Del Toro, who won four Academy Awards in 2018 for his film The Shape of Water, left Mexico after his father’s kidnapping in 1997 but remains invested in the well-being of his countrymen. His generosity is well-known, as is his criticism of the government, and the director uses the platform fame provides to speak out against perceived injustices.
In 2014, he and fellow directors Alfonso and Jonas Cuarón and Iñárritu read a statement at a Museum of Modern Art film benefit in New York denouncing the Mexican government’s handling of the disappearance of 43 students in Guerrero in 2014.
The following year, del Toro used his platform at the Guadalajara Film Festival to speak out against drug violence in the country. “It’s one thing to talk about a social crisis, but another to talk about absolute social decay,” he said.
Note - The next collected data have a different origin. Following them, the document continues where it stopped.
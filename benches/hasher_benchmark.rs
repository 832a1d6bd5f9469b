//! Content hasher throughput benchmark
//!
//! Measures streaming etag computation over temp files of a few sizes.

use criterion::{criterion_group, criterion_main, BenchmarkId, Criterion, Throughput};
use kappa_pan::upload::hasher::file_etag;
use rand::RngCore;
use std::io::{Seek, SeekFrom, Write};
use tokio::runtime::Runtime;

fn bench_file_etag(c: &mut Criterion) {
    let rt = Runtime::new().unwrap();
    let mut group = c.benchmark_group("hasher");

    for size_mib in [1usize, 16] {
        let bytes = size_mib * 1024 * 1024;
        let mut payload = vec![0u8; bytes];
        rand::rng().fill_bytes(&mut payload);
        let mut std_file = tempfile::tempfile().unwrap();
        std_file.write_all(&payload).unwrap();
        std_file.seek(SeekFrom::Start(0)).unwrap();

        group.throughput(Throughput::Bytes(bytes as u64));
        group.bench_with_input(
            BenchmarkId::new("file_etag", format!("{size_mib}MiB")),
            &std_file,
            |b, std_file| {
                b.iter(|| {
                    rt.block_on(async {
                        // The clone shares the cursor; file_etag rewinds it
                        // on completion, keeping iterations uniform.
                        let mut file = tokio::fs::File::from_std(std_file.try_clone().unwrap());
                        file_etag(&mut file).await.unwrap()
                    })
                });
            },
        );
    }

    group.finish();
}

criterion_group!(benches, bench_file_etag);
criterion_main!(benches);
//! Upload session creation
//!
//! Asks the server for an upload session keyed by `(etag, size)`. The
//! server either recognizes the content and answers `reuse` with the
//! existing file id, or issues a `preuploadID` and the slice size it wants
//! chunks cut to.

use super::{protocol, UploadError};
use crate::api::ApiClient;
use serde::{Deserialize, Serialize};

const CREATE_SESSION_PATH: &str = "/upload/v1/file/create";

/// Longest filename the service accepts
const MAX_FILENAME_CHARS: usize = 128;

/// Characters the service rejects in filenames
const FORBIDDEN_FILENAME_CHARS: &[char] = &['"', '\\', '/', ':', '*', '?', '|', '>', '<'];

#[derive(Debug, Serialize)]
struct CreateSessionRequest<'a> {
    #[serde(rename = "parentFileID")]
    parent_file_id: i64,
    filename: &'a str,
    etag: &'a str,
    size: u64,
}

#[derive(Debug, Deserialize)]
struct CreateSessionResponse {
    #[serde(default)]
    reuse: bool,
    #[serde(rename = "fileID", default)]
    file_id: Option<i64>,
    #[serde(rename = "preuploadID", default)]
    preupload_id: Option<String>,
    #[serde(rename = "sliceSize", default)]
    slice_size: Option<u64>,
}

/// One server-issued upload session, immutable once created.
#[derive(Debug, Clone, PartialEq, Eq)]
pub enum UploadSession {
    /// The server already holds this `(etag, size)`; the upload is done
    /// without transferring a byte.
    Reused { file_id: i64 },
    /// A fresh session: the file goes up in `slice_size`-byte chunks keyed
    /// by `preupload_id`.
    Pending {
        preupload_id: String,
        slice_size: u64,
    },
}

/// Preconditions checked before any network call.
pub(crate) fn validate_upload_args(filename: &str, size: u64) -> Result<(), UploadError> {
    if size == 0 {
        return Err(UploadError::InvalidArgument(
            "file size must be greater than zero".into(),
        ));
    }
    if filename.is_empty() {
        return Err(UploadError::InvalidArgument(
            "filename must not be empty".into(),
        ));
    }
    if filename.chars().count() > MAX_FILENAME_CHARS {
        return Err(UploadError::InvalidArgument(format!(
            "filename exceeds {MAX_FILENAME_CHARS} characters"
        )));
    }
    if let Some(bad) = filename
        .chars()
        .find(|c| FORBIDDEN_FILENAME_CHARS.contains(c))
    {
        return Err(UploadError::InvalidArgument(format!(
            "filename contains forbidden character {bad:?}"
        )));
    }
    Ok(())
}

/// Request an upload session for `(etag, size)` under the given folder.
#[tracing::instrument(
    name = "upload.create_session",
    skip(client, etag),
    fields(parent_file_id = parent_file_id, filename = %filename, size = size),
    err
)]
pub(crate) async fn create_session(
    client: &ApiClient,
    parent_file_id: i64,
    filename: &str,
    etag: &str,
    size: u64,
) -> Result<UploadSession, UploadError> {
    let response: CreateSessionResponse = client
        .post_json(
            CREATE_SESSION_PATH,
            &CreateSessionRequest {
                parent_file_id,
                filename,
                etag,
                size,
            },
        )
        .await?;

    let session = session_from_response(response)?;
    match &session {
        UploadSession::Reused { file_id } => {
            tracing::info!(file_id = file_id, "Server already holds this content");
        }
        UploadSession::Pending {
            preupload_id,
            slice_size,
        } => {
            tracing::info!(
                preupload_id = %preupload_id,
                slice_size = slice_size,
                "Upload session created"
            );
        }
    }
    Ok(session)
}

fn session_from_response(response: CreateSessionResponse) -> Result<UploadSession, UploadError> {
    if response.reuse {
        let file_id = response
            .file_id
            .ok_or_else(|| protocol("create response marked reuse without a fileID"))?;
        return Ok(UploadSession::Reused { file_id });
    }

    let preupload_id = response
        .preupload_id
        .filter(|id| !id.is_empty())
        .ok_or_else(|| protocol("create response missing preuploadID"))?;
    let slice_size = response
        .slice_size
        .filter(|size| *size > 0)
        .ok_or_else(|| protocol("create response missing a positive sliceSize"))?;

    Ok(UploadSession::Pending {
        preupload_id,
        slice_size,
    })
}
And earlier this year after police in Tala, Jalisco, handcuffed, shoved and berated a man who went out to get food for his family in April with a mask in his hands rather than on his face, del Toro scolded Governor Enrique Alfaro in a scathing pair of tweets.
“Enrique Alfaro, maybe I don’t understand things, but this is a time that requires compassion and judgment, and not this,” del Toro wrote. “Definition of brutality: excessive and irrational action without compassion. This is a citizen in the middle of a pandemic. Not a criminal,” the filmmaker also tweeted.
Del Toro, who is 56 today, has resumed filming Nightmare Alley in Toronto, which stars Bradley Cooper, Cate Blanchett and Willem Dafoe.